== YOUR TASK ==
The expected response is a copy of every line in the entries below that includes the word "Conflict".
===============
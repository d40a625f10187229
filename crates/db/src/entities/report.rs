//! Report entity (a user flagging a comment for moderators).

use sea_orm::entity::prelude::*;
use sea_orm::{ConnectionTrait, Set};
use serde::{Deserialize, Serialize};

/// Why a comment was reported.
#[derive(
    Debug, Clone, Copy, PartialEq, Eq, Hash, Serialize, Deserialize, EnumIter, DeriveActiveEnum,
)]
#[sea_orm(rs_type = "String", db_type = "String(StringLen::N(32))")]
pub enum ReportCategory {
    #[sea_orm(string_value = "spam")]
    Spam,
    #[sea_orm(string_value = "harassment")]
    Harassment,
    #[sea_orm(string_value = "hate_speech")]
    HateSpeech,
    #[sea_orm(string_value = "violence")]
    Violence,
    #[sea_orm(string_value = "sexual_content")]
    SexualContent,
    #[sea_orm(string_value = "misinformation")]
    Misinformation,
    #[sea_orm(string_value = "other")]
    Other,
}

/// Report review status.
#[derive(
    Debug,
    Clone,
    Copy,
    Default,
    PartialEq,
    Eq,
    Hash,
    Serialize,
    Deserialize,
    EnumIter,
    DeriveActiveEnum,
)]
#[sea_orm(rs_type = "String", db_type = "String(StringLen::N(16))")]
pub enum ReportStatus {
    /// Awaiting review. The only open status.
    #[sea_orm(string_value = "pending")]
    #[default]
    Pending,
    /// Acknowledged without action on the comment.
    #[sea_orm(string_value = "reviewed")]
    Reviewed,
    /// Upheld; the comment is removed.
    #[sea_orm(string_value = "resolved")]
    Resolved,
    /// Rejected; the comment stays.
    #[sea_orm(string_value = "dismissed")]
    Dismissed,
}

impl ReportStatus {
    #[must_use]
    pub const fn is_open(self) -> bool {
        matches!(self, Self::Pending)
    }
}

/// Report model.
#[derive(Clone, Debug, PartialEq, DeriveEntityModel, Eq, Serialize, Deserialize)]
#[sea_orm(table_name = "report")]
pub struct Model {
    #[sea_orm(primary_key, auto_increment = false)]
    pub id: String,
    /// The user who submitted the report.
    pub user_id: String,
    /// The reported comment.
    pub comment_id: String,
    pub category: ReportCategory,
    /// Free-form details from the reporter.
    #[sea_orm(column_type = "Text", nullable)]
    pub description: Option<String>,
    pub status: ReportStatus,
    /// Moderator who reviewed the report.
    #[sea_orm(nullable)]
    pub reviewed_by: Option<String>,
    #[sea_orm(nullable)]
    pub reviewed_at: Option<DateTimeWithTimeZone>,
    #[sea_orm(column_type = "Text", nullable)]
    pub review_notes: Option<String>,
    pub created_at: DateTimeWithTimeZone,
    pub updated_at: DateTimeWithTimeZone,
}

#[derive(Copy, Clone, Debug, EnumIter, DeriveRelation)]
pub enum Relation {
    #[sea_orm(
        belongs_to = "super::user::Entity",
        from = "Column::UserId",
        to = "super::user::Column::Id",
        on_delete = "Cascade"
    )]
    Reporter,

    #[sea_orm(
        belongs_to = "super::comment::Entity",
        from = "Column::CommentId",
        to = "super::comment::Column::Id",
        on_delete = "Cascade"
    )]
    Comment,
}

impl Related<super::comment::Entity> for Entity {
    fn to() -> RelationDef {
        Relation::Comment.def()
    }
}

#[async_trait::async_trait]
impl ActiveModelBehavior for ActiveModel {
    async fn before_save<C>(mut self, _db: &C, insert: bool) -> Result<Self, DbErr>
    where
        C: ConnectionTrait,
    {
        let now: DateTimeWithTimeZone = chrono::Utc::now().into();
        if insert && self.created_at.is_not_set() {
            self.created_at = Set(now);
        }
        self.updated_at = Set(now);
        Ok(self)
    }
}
===============
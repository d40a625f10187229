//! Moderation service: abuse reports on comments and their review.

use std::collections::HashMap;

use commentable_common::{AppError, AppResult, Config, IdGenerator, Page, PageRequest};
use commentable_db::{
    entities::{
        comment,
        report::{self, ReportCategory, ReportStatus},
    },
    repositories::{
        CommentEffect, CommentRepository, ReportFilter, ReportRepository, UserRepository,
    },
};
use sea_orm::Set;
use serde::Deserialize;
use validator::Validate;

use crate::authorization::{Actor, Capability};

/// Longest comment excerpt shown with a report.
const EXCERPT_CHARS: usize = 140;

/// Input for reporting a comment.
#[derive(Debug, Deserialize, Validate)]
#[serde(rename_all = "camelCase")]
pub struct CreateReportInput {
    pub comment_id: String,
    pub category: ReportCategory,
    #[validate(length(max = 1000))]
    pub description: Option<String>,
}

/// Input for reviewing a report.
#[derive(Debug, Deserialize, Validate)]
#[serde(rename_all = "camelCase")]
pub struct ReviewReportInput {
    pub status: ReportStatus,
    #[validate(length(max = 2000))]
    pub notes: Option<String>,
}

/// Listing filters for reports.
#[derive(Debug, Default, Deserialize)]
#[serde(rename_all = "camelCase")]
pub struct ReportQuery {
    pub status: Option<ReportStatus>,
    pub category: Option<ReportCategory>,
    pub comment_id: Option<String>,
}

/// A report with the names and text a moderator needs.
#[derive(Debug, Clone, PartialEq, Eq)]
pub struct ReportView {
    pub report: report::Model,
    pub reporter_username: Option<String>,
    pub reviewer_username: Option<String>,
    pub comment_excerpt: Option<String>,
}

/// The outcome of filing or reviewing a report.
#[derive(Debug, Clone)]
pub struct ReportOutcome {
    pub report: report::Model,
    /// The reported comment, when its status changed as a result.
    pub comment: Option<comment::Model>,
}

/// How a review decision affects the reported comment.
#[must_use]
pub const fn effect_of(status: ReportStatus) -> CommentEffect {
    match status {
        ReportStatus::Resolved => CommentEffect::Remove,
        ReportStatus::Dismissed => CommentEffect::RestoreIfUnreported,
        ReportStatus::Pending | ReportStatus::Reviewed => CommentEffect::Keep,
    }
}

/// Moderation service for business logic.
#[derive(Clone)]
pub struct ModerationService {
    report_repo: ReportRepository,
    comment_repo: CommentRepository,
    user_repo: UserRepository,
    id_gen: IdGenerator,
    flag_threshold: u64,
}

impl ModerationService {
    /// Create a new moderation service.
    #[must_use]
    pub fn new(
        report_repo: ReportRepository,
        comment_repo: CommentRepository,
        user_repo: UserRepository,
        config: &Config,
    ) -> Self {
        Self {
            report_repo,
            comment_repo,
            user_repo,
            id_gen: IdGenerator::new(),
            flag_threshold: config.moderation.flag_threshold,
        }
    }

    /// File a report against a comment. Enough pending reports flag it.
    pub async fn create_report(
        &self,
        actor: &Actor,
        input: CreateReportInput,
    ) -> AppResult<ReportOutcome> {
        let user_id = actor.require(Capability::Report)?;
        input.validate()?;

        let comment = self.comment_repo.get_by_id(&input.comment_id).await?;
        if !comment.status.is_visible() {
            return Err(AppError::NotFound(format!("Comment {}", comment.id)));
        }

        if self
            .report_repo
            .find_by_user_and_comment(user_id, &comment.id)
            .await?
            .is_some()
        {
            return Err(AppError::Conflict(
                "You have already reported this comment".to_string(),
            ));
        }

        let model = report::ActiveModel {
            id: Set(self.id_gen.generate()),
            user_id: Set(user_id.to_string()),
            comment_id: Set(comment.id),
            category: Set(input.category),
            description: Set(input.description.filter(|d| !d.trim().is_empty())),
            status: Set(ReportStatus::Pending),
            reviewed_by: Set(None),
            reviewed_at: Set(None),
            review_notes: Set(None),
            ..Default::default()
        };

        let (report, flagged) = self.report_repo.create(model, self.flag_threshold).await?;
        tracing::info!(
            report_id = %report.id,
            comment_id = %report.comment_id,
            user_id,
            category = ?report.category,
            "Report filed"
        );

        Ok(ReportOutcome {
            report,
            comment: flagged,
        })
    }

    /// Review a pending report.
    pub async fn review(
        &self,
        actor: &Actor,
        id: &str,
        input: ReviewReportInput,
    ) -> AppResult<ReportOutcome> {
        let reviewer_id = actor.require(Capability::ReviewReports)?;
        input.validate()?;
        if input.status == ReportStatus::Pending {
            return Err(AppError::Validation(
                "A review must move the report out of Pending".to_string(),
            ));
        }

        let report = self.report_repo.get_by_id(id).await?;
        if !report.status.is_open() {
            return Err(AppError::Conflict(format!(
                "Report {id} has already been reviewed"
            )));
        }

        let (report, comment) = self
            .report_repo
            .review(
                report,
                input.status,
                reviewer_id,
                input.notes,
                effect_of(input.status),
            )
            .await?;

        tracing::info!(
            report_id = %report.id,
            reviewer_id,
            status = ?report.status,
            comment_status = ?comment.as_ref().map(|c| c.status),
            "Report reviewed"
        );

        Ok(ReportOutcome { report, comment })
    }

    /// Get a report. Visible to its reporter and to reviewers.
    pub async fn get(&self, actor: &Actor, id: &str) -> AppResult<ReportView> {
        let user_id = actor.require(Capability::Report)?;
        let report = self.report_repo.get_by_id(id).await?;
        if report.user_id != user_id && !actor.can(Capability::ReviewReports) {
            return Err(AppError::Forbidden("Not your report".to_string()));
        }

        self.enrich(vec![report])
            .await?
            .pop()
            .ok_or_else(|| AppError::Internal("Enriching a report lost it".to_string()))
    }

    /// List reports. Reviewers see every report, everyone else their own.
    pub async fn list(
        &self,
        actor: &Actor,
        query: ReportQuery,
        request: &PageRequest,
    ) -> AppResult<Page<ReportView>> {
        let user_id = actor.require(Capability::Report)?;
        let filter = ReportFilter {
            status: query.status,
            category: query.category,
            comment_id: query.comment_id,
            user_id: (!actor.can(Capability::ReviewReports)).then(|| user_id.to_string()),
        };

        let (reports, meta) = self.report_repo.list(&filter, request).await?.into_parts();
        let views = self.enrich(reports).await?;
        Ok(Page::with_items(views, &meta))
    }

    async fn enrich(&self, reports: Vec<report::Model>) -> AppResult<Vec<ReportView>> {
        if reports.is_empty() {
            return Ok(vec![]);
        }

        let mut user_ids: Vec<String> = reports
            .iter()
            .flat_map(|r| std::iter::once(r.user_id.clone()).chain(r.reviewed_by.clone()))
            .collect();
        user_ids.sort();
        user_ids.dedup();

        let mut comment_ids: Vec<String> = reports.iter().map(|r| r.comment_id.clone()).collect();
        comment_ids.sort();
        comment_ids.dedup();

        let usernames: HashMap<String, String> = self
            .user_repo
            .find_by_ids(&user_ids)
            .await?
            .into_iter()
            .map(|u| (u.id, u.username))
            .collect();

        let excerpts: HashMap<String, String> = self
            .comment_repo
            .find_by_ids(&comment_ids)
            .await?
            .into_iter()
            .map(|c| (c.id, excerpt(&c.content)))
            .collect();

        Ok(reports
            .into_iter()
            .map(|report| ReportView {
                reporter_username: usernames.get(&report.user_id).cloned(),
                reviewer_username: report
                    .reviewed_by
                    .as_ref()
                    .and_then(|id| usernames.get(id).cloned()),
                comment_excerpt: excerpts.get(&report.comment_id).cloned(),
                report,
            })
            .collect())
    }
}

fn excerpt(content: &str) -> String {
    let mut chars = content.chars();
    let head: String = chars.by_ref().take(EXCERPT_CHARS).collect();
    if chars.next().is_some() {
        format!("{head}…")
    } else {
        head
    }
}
===============
== ANSWER BOX ==
            return Err(AppError::Conflict(
            return Err(AppError::Conflict(format!(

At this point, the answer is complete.